The latest IPD Pan Asia Return Research (PARR) report shows that total returns for Asia remained positive over the past five years, with an average annual return of 6.4%, while Europe and US experienced negative returns, averaging returns of 3.5% and 2.3% respectively.

That said, the US outperformed Asia in 2011, posting a return of 14.5% versus Asia's 8.4%, although Asia remained above Europe which delivered 6.6% (all in local currencies).

IPD's Asia databank (which excludes Australia and New Zealand) is heavily influenced by Japan, which represents 50%; if this market is stripped out, the total return for 2011 rises to 13.9%, while the five-year annual return increases to 11.3%.

IPD is working to increase the depth of data underpinning PARR with the intention of eventually creating a formal benchmark for the Asia region.

The company recently announced an agreement with the Pension Real Estate Association (PREA) to launch a real estate fund index for the US. Both projects are part of IPD's ongoing objective to create a global real estate fund benchmark.

One of the biggest challenges for IPD in Asia will be increasing the coverage of the real estate market in China, which currently represents 4% of the Asia databank (9% once reweighted). It is discussing with fund managers and investors what proportion China should represent.

Unlike its databank in Europe, IPD has supplemented its "high quality data from our usual sources" with information available in the public domain, "which has sometimes required assumptions to complete our core data fields", it stated in a research note.

Chinese real estate returned 18% in 2011, outperforming the rest of the Asian markets measured by IPD, apart from Hong Kong, which posted 22.3%.
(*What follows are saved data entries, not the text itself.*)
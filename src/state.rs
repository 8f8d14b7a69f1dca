use std::sync::Arc;

use crate::db::TodoRepository;
use crate::error::AppError;
use crate::views::Templates;

#[derive(Clone)]
pub struct AppState {
    pub repo: Arc<dyn TodoRepository>,
    pub templates: Arc<Templates>,
}

impl AppState {
    pub fn new(repo: Arc<dyn TodoRepository>) -> Result<Self, AppError> {
        Ok(Self {
            repo,
            templates: Arc::new(Templates::new()?),
        })
    }
}
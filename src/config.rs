use std::env;
use std::net::SocketAddr;

use crate::error::AppError;

pub const DEFAULT_DATABASE_URL: &str = "sqlite://todo.db";
pub const DEFAULT_BIND_ADDR: &str = "127.0.0.1:8000";
pub const DEFAULT_MAX_CONNECTIONS: u32 = 5;

#[derive(Clone, Copy, Debug, PartialEq, Eq)]
pub enum StorageBackend {
    Sqlite,
    Memory,
}

impl StorageBackend {
    fn parse(value: &str) -> Result<Self, AppError> {
        match value.trim().to_ascii_lowercase().as_str() {
            "sqlite" => Ok(Self::Sqlite),
            "memory" => Ok(Self::Memory),
            other => Err(AppError::Config(format!(
                "TODO_STORAGE must be `sqlite` or `memory`, got `{}`",
                other
            ))),
        }
    }
}

#[derive(Clone, Debug)]
pub struct Config {
    pub database_url: String,
    pub storage: StorageBackend,
    pub max_connections: u32,
    pub bind_addr: SocketAddr,
}

impl Config {
    pub fn from_env() -> Result<Self, AppError> {
        Self::from_lookup(|key| env::var(key).ok())
    }

    /// Builds a config from any key lookup; unset keys fall back to defaults.
    pub fn from_lookup<F>(lookup: F) -> Result<Self, AppError>
    where
        F: Fn(&str) -> Option<String>,
    {
        let database_url =
            lookup("DATABASE_URL").unwrap_or_else(|| DEFAULT_DATABASE_URL.to_string());

        let storage = match lookup("TODO_STORAGE") {
            Some(value) => StorageBackend::parse(&value)?,
            None => StorageBackend::Sqlite,
        };

        let max_connections = match lookup("DB_MAX_CONNECTIONS") {
            Some(value) => value
                .trim()
                .parse::<u32>()
                .ok()
                .filter(|n| *n > 0)
                .ok_or_else(|| {
                    AppError::Config(format!(
                        "DB_MAX_CONNECTIONS must be a positive integer, got `{}`",
                        value
                    ))
                })?,
            None => DEFAULT_MAX_CONNECTIONS,
        };

        let bind_addr = lookup("BIND_ADDR")
            .unwrap_or_else(|| DEFAULT_BIND_ADDR.to_string())
            .parse::<SocketAddr>()
            .map_err(|e| AppError::Config(format!("BIND_ADDR is not a socket address: {}", e)))?;

        Ok(Self {
            database_url,
            storage,
            max_connections,
            bind_addr,
        })
    }
}

#[cfg(test)]
mod tests {
    use std::collections::HashMap;

    use super::*;

    fn config_from(pairs: &[(&str, &str)]) -> Result<Config, AppError> {
        let vars: HashMap<String, String> = pairs
            .iter()
            .map(|(k, v)| (k.to_string(), v.to_string()))
            .collect();
        Config::from_lookup(|key| vars.get(key).cloned())
    }

    #[test]
    fn test_defaults() {
        let config = config_from(&[]).unwrap();
        assert_eq!(config.database_url, DEFAULT_DATABASE_URL);
        assert_eq!(config.storage, StorageBackend::Sqlite);
        assert_eq!(config.max_connections, DEFAULT_MAX_CONNECTIONS);
        assert_eq!(config.bind_addr.to_string(), DEFAULT_BIND_ADDR);
    }

    #[test]
    fn test_overrides() {
        let config = config_from(&[
            ("TODO_STORAGE", "Memory"),
            ("DB_MAX_CONNECTIONS", "2"),
            ("BIND_ADDR", "0.0.0.0:3000"),
        ])
        .unwrap();
        assert_eq!(config.storage, StorageBackend::Memory);
        assert_eq!(config.max_connections, 2);
        assert_eq!(config.bind_addr.port(), 3000);
    }

    #[test]
    fn test_rejects_bad_values() {
        assert!(matches!(config_from(&[("TODO_STORAGE", "redis")]), Err(AppError::Config(_))));
        assert!(matches!(config_from(&[("DB_MAX_CONNECTIONS", "0")]), Err(AppError::Config(_))));
        assert!(matches!(config_from(&[("BIND_ADDR", "nowhere")]), Err(AppError::Config(_))));
    }
}
use std::fmt;

use chrono::{DateTime, Utc};
use serde::Serialize;
use sqlx::FromRow;

pub const TITLE_MAX_LENGTH: usize = 200;

#[derive(Debug, Clone, PartialEq, Eq, Serialize, FromRow)]
pub struct TodoItem {
    pub id: i64,
    pub title: String,
    pub description: String,
    pub completed: bool,
    pub created_at: DateTime<Utc>,
    pub updated_at: DateTime<Utc>,
}

impl fmt::Display for TodoItem {
    fn fmt(&self, f: &mut fmt::Formatter<'_>) -> fmt::Result {
        f.write_str(&self.title)
    }
}

#[derive(Debug, Clone)]
pub struct NewTodoItem {
    pub title: String,
    pub description: Option<String>,
}

impl NewTodoItem {
    pub fn new(title: impl Into<String>) -> Self {
        Self {
            title: title.into(),
            description: None,
        }
    }

    pub fn with_description(mut self, description: impl Into<String>) -> Self {
        self.description = Some(description.into());
        self
    }
}

#[derive(Debug, Clone)]
pub struct UpdateTodoItem {
    pub title: String,
    pub description: String,
    pub completed: bool,
}
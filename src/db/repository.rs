use std::str::FromStr;

use async_trait::async_trait;
use chrono::Utc;
use sqlx::SqlitePool;
use sqlx::sqlite::{SqliteConnectOptions, SqlitePoolOptions};
use tracing::debug;

use crate::db::TodoRepository;
use crate::error::AppError;
use crate::forms::validate_title;
use crate::models::{NewTodoItem, TodoItem, UpdateTodoItem};

const TODO_COLUMNS: &str = "id, title, description, completed, created_at, updated_at";

pub struct SqliteTodoRepository {
    db: SqlitePool,
}

impl SqliteTodoRepository {
    pub fn new(db: SqlitePool) -> Self {
        Self { db }
    }

    /// Opens the pool, creating the database file if needed, and applies migrations.
    pub async fn connect(database_url: &str, max_connections: u32) -> Result<Self, AppError> {
        let options = SqliteConnectOptions::from_str(database_url)?.create_if_missing(true);
        let pool = SqlitePoolOptions::new()
            .max_connections(max_connections)
            .connect_with(options)
            .await?;

        sqlx::migrate!("./migrations").run(&pool).await?;

        Ok(Self::new(pool))
    }

    pub fn pool(&self) -> &SqlitePool {
        &self.db
    }
}

#[async_trait]
impl TodoRepository for SqliteTodoRepository {
    async fn list_all(&self) -> Result<Vec<TodoItem>, AppError> {
        let todos = sqlx::query_as::<_, TodoItem>(&format!(
            "SELECT {TODO_COLUMNS} FROM todo_items ORDER BY created_at DESC, id DESC"
        ))
        .fetch_all(&self.db)
        .await?;

        Ok(todos)
    }

    async fn create(&self, new: NewTodoItem) -> Result<TodoItem, AppError> {
        let title = validate_title(Some(new.title.as_str())).map_err(AppError::Validation)?;
        let description = new.description.unwrap_or_default();
        let now = Utc::now();

        let todo = sqlx::query_as::<_, TodoItem>(&format!(
            r#"
            INSERT INTO todo_items (title, description, completed, created_at, updated_at)
            VALUES (?1, ?2, 0, ?3, ?3)
            RETURNING {TODO_COLUMNS}
            "#
        ))
        .bind(&title)
        .bind(&description)
        .bind(now)
        .fetch_one(&self.db)
        .await?;

        debug!("created todo {}", todo.id);
        Ok(todo)
    }

    async fn get(&self, id: i64) -> Result<TodoItem, AppError> {
        sqlx::query_as::<_, TodoItem>(&format!(
            "SELECT {TODO_COLUMNS} FROM todo_items WHERE id = ?1"
        ))
        .bind(id)
        .fetch_optional(&self.db)
        .await?
        .ok_or(AppError::NotFound)
    }

    async fn update(&self, id: i64, changes: UpdateTodoItem) -> Result<TodoItem, AppError> {
        let title = validate_title(Some(changes.title.as_str())).map_err(AppError::Validation)?;
        let now = Utc::now();

        let todo = sqlx::query_as::<_, TodoItem>(&format!(
            r#"
            UPDATE todo_items
            SET title = ?1,
                description = ?2,
                completed = ?3,
                updated_at = ?4
            WHERE id = ?5
            RETURNING {TODO_COLUMNS}
            "#
        ))
        .bind(&title)
        .bind(&changes.description)
        .bind(changes.completed)
        .bind(now)
        .bind(id)
        .fetch_optional(&self.db)
        .await?
        .ok_or(AppError::NotFound)?;

        debug!("updated todo {}", id);
        Ok(todo)
    }

    async fn delete(&self, id: i64) -> Result<(), AppError> {
        let rows_affected = sqlx::query("DELETE FROM todo_items WHERE id = ?1")
            .bind(id)
            .execute(&self.db)
            .await?
            .rows_affected();

        if rows_affected == 0 {
            return Err(AppError::NotFound);
        }

        debug!("deleted todo {}", id);
        Ok(())
    }

    async fn toggle(&self, id: i64) -> Result<TodoItem, AppError> {
        let now = Utc::now();

        // Flip in one statement so concurrent toggles serialize in SQLite.
        let todo = sqlx::query_as::<_, TodoItem>(&format!(
            r#"
            UPDATE todo_items
            SET completed = NOT completed,
                updated_at = ?1
            WHERE id = ?2
            RETURNING {TODO_COLUMNS}
            "#
        ))
        .bind(now)
        .bind(id)
        .fetch_optional(&self.db)
        .await?
        .ok_or(AppError::NotFound)?;

        debug!("toggled todo {} to completed={}", id, todo.completed);
        Ok(todo)
    }

    async fn ping(&self) -> Result<(), AppError> {
        sqlx::query("select 1").execute(&self.db).await?;
        Ok(())
    }
}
Kevin Swaddle, managing director at IPD Asia, said: "While most of Asia's property investment markets improved a little last year, the Chinese markets soared with a return of 18.0%. Still, there was a wide range of returns included in the 2011 Pan Asia composite, from a high of 22.3% for Hong Kong to 3.4% for Japan. The continuing poor performance in Japanese property, the largest segment of the index, will be of little surprise to investors.
 
"Some markets are up on last year, and a few down.  But the key finding is that the top three markets are all influenced by China: Hong Kong, the Mainland itself and Taiwan."